Et pour beaucoup la faute incombe d’abord au personnel politique, plus enclin à se servir de leur peuple plutôt qu’à les servir. Mais si les hommes et les femmes politiques ne sont pas tous à la hauteur des enjeux, on ne peut pas (on ne doit jamais) les condamner tous et encore moins jeter la politique aux oubliettes. Il s’agit donc, et c’est le sens du message du Pape ce premier janvier, de réhabiliter la politique et d’aider les hommes politiques à être de véritables serviteurs de la paix.
C’est pourquoi, ce matin, je voudrai avec vous partir d’un verset de la première lecture tiré du livre des nombres : Que le Seigneur tourne vers toi son visage, qu’il t’apporte la paix ! Celui qui veut servir la paix sur terre et dans son peuple doit donc la recevoir d’abord de Dieu : la paix vient à nous quand le Seigneur tourne vers nous son visage.

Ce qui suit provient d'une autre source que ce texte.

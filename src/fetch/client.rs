use anyhow::Result;
use async_trait::async_trait;
use reqwest::Url;

/// Seam over the HTTP transport used to download the CSV resource.
#[async_trait]
pub trait HttpClient: Send + Sync {
    /// Fetches the full body at `url`, failing on transport errors and
    /// non-success statuses.
    async fn get_bytes(&self, url: Url) -> Result<Vec<u8>>;
}
//! The typed parking session record produced by the loader.

use chrono::FixedOffset;
use serde::Serialize;

use crate::timestamp::parse_arrival;

/// Day bucket label for sessions without an arrival time.
pub const TIME_UNKNOWN: &str = "Time Unknown";

/// NaN and infinities count as 0 wherever a duration is summed or compared.
pub fn finite_or_zero(seconds: f64) -> f64 {
    if seconds.is_finite() { seconds } else { 0.0 }
}

/// One parking session, i.e. one CSV row that survived loading.
///
/// Numeric fields fall back to NaN and text fields to `None` when the source
/// cell is absent, empty or unparsable.
#[derive(Debug, Clone, PartialEq, Serialize)]
pub struct ParkingRecord {
    pub bay_id: String,
    pub license_plate: Option<String>,
    pub latitude: f64,
    pub longitude: f64,
    pub arrival_time: Option<String>,
    pub duration_seconds: f64,
}

impl ParkingRecord {
    /// A plate is invalid when absent, empty, or the literal `null` in any case.
    pub fn has_invalid_plate(&self) -> bool {
        match self.license_plate.as_deref() {
            None => true,
            Some(plate) => plate.is_empty() || plate.eq_ignore_ascii_case("null"),
        }
    }

    /// Duration with NaN and infinities treated as 0.
    pub fn duration_or_zero(&self) -> f64 {
        finite_or_zero(self.duration_seconds)
    }

    fn arrival_text(&self) -> Option<&str> {
        self.arrival_time
            .as_deref()
            .map(str::trim)
            .filter(|t| !t.is_empty())
    }

    /// Calendar day key: the text before the time component, or [`TIME_UNKNOWN`].
    pub fn arrival_day(&self) -> &str {
        match self.arrival_text() {
            Some(text) => text.split(['T', ' ']).next().unwrap_or(text),
            None => TIME_UNKNOWN,
        }
    }

    /// Hour of day in the `zone` display offset, `None` if the arrival time is
    /// missing or cannot be read.
    pub fn arrival_hour(&self, zone: FixedOffset) -> Option<u32> {
        use chrono::Timelike;

        let text = self.arrival_text()?;
        parse_arrival(text, zone).map(|dt| dt.hour())
    }
}

#[cfg(test)]
pub(crate) fn record(
    bay_id: &str,
    plate: Option<&str>,
    arrival: Option<&str>,
    duration: f64,
) -> ParkingRecord {
    ParkingRecord {
        bay_id: bay_id.to_string(),
        license_plate: plate.map(str::to_string),
        latitude: -31.9321,
        longitude: 115.9523,
        arrival_time: arrival.map(str::to_string),
        duration_seconds: duration,
    }
}

#[cfg(test)]
mod tests {
    use super::*;

    fn utc() -> FixedOffset {
        FixedOffset::east_opt(0).unwrap()
    }

    #[test]
    fn test_invalid_plate_variants() {
        assert!(record("B1", None, None, 0.0).has_invalid_plate());
        assert!(record("B1", Some(""), None, 0.0).has_invalid_plate());
        assert!(record("B1", Some("NULL"), None, 0.0).has_invalid_plate());
        assert!(record("B1", Some("Null"), None, 0.0).has_invalid_plate());
        assert!(!record("B1", Some("ABC123"), None, 0.0).has_invalid_plate());
        assert!(!record("B1", Some("nullx"), None, 0.0).has_invalid_plate());
    }

    #[test]
    fn test_duration_or_zero() {
        assert_eq!(record("B1", None, None, f64::NAN).duration_or_zero(), 0.0);
        assert_eq!(record("B1", None, None, f64::INFINITY).duration_or_zero(), 0.0);
        assert_eq!(record("B1", None, None, 42.0).duration_or_zero(), 42.0);
    }

    #[test]
    fn test_arrival_day() {
        assert_eq!(
            record("B1", None, Some("2024-01-01T10:00:00"), 0.0).arrival_day(),
            "2024-01-01"
        );
        assert_eq!(
            record("B1", None, Some("2024-03-02 08:15:00"), 0.0).arrival_day(),
            "2024-03-02"
        );
        assert_eq!(record("B1", None, Some("2024-03-02"), 0.0).arrival_day(), "2024-03-02");
        assert_eq!(record("B1", None, Some(""), 0.0).arrival_day(), TIME_UNKNOWN);
        assert_eq!(record("B1", None, Some("   "), 0.0).arrival_day(), TIME_UNKNOWN);
        assert_eq!(record("B1", None, None, 0.0).arrival_day(), TIME_UNKNOWN);
    }

    #[test]
    fn test_arrival_day_ignores_surrounding_whitespace() {
        let r = record("B1", None, Some(" 2024-01-01T10:00:00"), 0.0);
        assert_eq!(r.arrival_day(), "2024-01-01");
        assert_eq!(r.arrival_hour(utc()), Some(10));
    }

    #[test]
    fn test_arrival_hour() {
        assert_eq!(
            record("B1", None, Some("2024-01-01T10:00:00"), 0.0).arrival_hour(utc()),
            Some(10)
        );
        assert_eq!(record("B1", None, Some("garbage"), 0.0).arrival_hour(utc()), None);
        assert_eq!(record("B1", None, None, 0.0).arrival_hour(utc()), None);
    }
}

Or à quel moment cela est-il plus vrai qu’en ces jours où nous célébrons la naissance du Sauveur, le nouveau-né couché dans la mangeoire ! Car il est le prince de la paix comme nous l’avons proclamé lors de la veillée de Noël. Il est Dieu qui vient à la rencontre des hommes et des femmes de tous les temps pour leur apporter la vraie paix. Il est le visage de Dieu que nous pouvons contempler et sur lequel rayonne la paix de Dieu. On peut même aller plus loin, en sa personne il est la paix que Dieu nous donne. Ainsi, en accueillant l’Esprit saint dans notre propre vie, en essayant de vivre sous sa conduite, nous pacifions nos vies et nous nous christifions. Il nous libère de tous nos esclavages et nous prépare à notre adoption divine, comme le rappelle saint Paul dans sa lettre aux Galates : Dieu a envoyé l’Esprit de son Fils dans nos cœurs… Ainsi tu n’es plus esclave, mais fils.
Croyant cela, que notre prière, ce matin, monte vers le Seigneur pour tous ceux et celles qui œuvrent à la paix dans le monde. Prions pour que tout le personnel politique dans le monde, travaillé au feu de l’Esprit Saint, vivent sa mission fidèlement aux, ‘‘béatitudes du politique’’, proposées par le Cardinal vietnamien François-Xavier Nguyễn Văn Thuận, mort en 2002 : Heureux le politicien qui a une haute idée et une profonde conscience de son rôle. Heureux le politicien dont la personne reflète la crédibilité. Heureux le politicien qui travaille pour le bien commun et non pour son propre intérêt. Heureux le politicien qui reste fidèlement cohérent. Heureux le politicien qui réalise l’unité. Heureux le politicien qui s’engage dans la réalisation d’un changement radical. Heureux le politicien qui sait écouter. Heureux le politicien qui n’a pas peur.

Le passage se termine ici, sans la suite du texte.